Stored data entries
☆ ☆ ☆ ☆

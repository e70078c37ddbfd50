//! Resolving the configured timezone for displaying dates.
use time::{OffsetDateTime, UtcOffset};
use time_tz::{Offset, TimeZone};

use crate::Error;

/// Get the current UTC offset of a canonical timezone name such as "Asia/Shanghai".
pub fn get_local_offset(canonical_timezone: &str) -> Option<UtcOffset> {
    time_tz::timezones::get_by_name(canonical_timezone)
        .map(|tz| tz.get_offset_utc(&OffsetDateTime::now_utc()).to_utc())
}

/// Like [get_local_offset], but logs and returns an error for an unknown timezone.
pub fn local_offset_or_error(canonical_timezone: &str) -> Result<UtcOffset, Error> {
    get_local_offset(canonical_timezone).ok_or_else(|| {
        tracing::error!("Invalid timezone {canonical_timezone}");
        Error::InvalidTimezoneError(canonical_timezone.to_owned())
    })
}

#[cfg(test)]
mod tests {
    use time::UtcOffset;

    use super::{get_local_offset, local_offset_or_error};
    use crate::Error;

    #[test]
    fn resolves_fixed_offset_timezone() {
        assert_eq!(
            get_local_offset("Asia/Shanghai"),
            Some(UtcOffset::from_hms(8, 0, 0).unwrap())
        );
        assert_eq!(get_local_offset("Etc/UTC"), Some(UtcOffset::UTC));
    }

    #[test]
    fn unknown_timezone_is_an_error() {
        assert_eq!(
            local_offset_or_error("Middle/Earth"),
            Err(Error::InvalidTimezoneError("Middle/Earth".to_owned()))
        );
    }
}
//! Application router configuration with protected and unprotected route definitions.

use axum::{
    Router,
    http::StatusCode,
    middleware,
    response::{IntoResponse, Redirect, Response},
    routing::{delete, get, post},
};
use axum_htmx::HxRedirect;
use tower_http::services::ServeDir;

use crate::{
    AppState,
    auth::{
        auth_guard, auth_guard_hx, get_log_in_page, get_log_out, get_register_page, post_log_in,
        redirect_if_logged_in, register_user,
    },
    dashboard::{get_dashboard_content, get_dashboard_page},
    endpoints,
    extractor::create_ai_transaction_endpoint,
    internal_server_error::get_internal_server_error_page,
    not_found::get_404_not_found,
    transaction::{create_transaction_endpoint, delete_transaction_endpoint},
};

/// Return a router with all the app's routes.
pub fn build_router(state: AppState) -> Router {
    // Logged in users have no reason to see these pages again.
    let guest_routes = Router::new()
        .route(endpoints::LOG_IN_VIEW, get(get_log_in_page))
        .route(endpoints::REGISTER_VIEW, get(get_register_page))
        .layer(middleware::from_fn_with_state(
            state.clone(),
            redirect_if_logged_in,
        ));

    let unprotected_routes = Router::new()
        .route(endpoints::LOG_IN_API, post(post_log_in))
        .route(endpoints::LOG_OUT, get(get_log_out))
        .route(endpoints::USERS, post(register_user))
        .route(
            endpoints::INTERNAL_ERROR_VIEW,
            get(get_internal_server_error_page),
        )
        .merge(guest_routes);

    let protected_routes = Router::new()
        .route(endpoints::ROOT, get(get_index_page))
        .route(endpoints::DASHBOARD_VIEW, get(get_dashboard_page))
        .layer(middleware::from_fn_with_state(state.clone(), auth_guard));

    // These routes are called by htmx and need the HX-REDIRECT header for auth redirects to work.
    let protected_routes = protected_routes.merge(
        Router::new()
            .route(endpoints::DASHBOARD_API, get(get_dashboard_content))
            .route(
                endpoints::TRANSACTIONS_API,
                post(create_transaction_endpoint),
            )
            .route(
                endpoints::AI_TRANSACTIONS_API,
                post(create_ai_transaction_endpoint),
            )
            .route(endpoints::TRANSACTION, delete(delete_transaction_endpoint))
            .layer(middleware::from_fn_with_state(state.clone(), auth_guard_hx)),
    );

    protected_routes
        .merge(unprotected_routes)
        .nest_service(endpoints::STATIC, ServeDir::new("static/"))
        .fallback(get_404_not_found)
        .with_state(state)
}

/// The root path '/' redirects to the dashboard page.
async fn get_index_page() -> Redirect {
    Redirect::to(endpoints::DASHBOARD_VIEW)
}

/// Get a response that will redirect the client to the internal server error 500 page.
///
/// **Note**: This redirect is intended to be served as a response to a POST request initiated by HTMX.
/// Route handlers using GET should use `axum::response::Redirect` to redirect via a response.
pub(crate) fn get_internal_server_error_redirect() -> Response {
    (
        HxRedirect(endpoints::INTERNAL_ERROR_VIEW.to_owned()),
        StatusCode::INTERNAL_SERVER_ERROR,
    )
        .into_response()
}
//! CashFlow is a web app for keeping track of personal income and expenses.
//!
//! Users log in with an email and password, record transactions by hand or by
//! describing them in plain language (an external language model turns the
//! sentence into a transaction), and see a dashboard with their balance and
//! recent trend.
//!
//! This library provides a REST API that directly serves HTML pages.

#![warn(missing_docs)]

use std::{net::SocketAddr, time::Duration};

use axum_server::Handle;
use tokio::signal;

mod alert;
mod app_state;
mod auth;
mod dashboard;
mod db;
mod endpoints;
mod error;
mod extractor;
mod html;
mod internal_server_error;
mod logging;
mod not_found;
mod routing;
mod timezone;
mod transaction;

#[cfg(test)]
mod test_utils;

pub use app_state::AppState;
pub use auth::{Email, PasswordHash, User, UserID, ValidatedPassword, create_user};
pub use db::initialize as initialize_db;
pub use error::Error;
pub use extractor::{
    CompletionClient, ExtractionError, ExtractionOutcome, OpenAiCompatibleClient, ProviderConfig,
    record_from_text,
};
pub use logging::{LOG_BODY_LENGTH_LIMIT, logging_middleware};
pub use routing::build_router;
pub use transaction::{
    NewTransaction, Summary, Transaction, TransactionId, TrendPoint, compute_summary,
    create_transaction, delete_transaction, list_transactions, summarize,
};

/// An async task that waits for either the ctrl+c or terminate signal, whichever comes first, and
/// then signals the server to shut down gracefully.
///
/// `handle` is a handle to an Axum `Server`.
pub async fn graceful_shutdown(handle: Handle<SocketAddr>) {
    let ctrl_c = async {
        if let Err(error) = signal::ctrl_c().await {
            tracing::error!("failed to install Ctrl+C handler: {error}");
            std::future::pending::<()>().await;
        }
    };

    #[cfg(unix)]
    let terminate = async {
        match signal::unix::signal(signal::unix::SignalKind::terminate()) {
            Ok(mut signal) => {
                signal.recv().await;
            }
            Err(error) => {
                tracing::error!("failed to install signal handler: {error}");
                std::future::pending::<()>().await;
            }
        }
    };

    #[cfg(not(unix))]
    let terminate = std::future::pending::<()>();

    tokio::select! {
        _ = ctrl_c => {
            tracing::debug!("Received ctrl+c signal.");
            handle.graceful_shutdown(Some(Duration::from_secs(1)));
        },
        _ = terminate => {
            tracing::debug!("Received terminate signal.");
            handle.graceful_shutdown(Some(Duration::from_secs(1)));
        },
    }
}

☆ ☆ ☆ ☆

§ PROMPT
Output exactly the lines of the records from the first through the one bearing "Get the current", both ends included.

§ WRITTEN SOLUTION
repository e70078c37ddbfd50
//! Resolving the configured timezone for displaying dates.
use time::{OffsetDateTime, UtcOffset};
use time_tz::{Offset, TimeZone};

use crate::Error;

/// Get the current UTC offset of a canonical timezone name such as "Asia/Shanghai".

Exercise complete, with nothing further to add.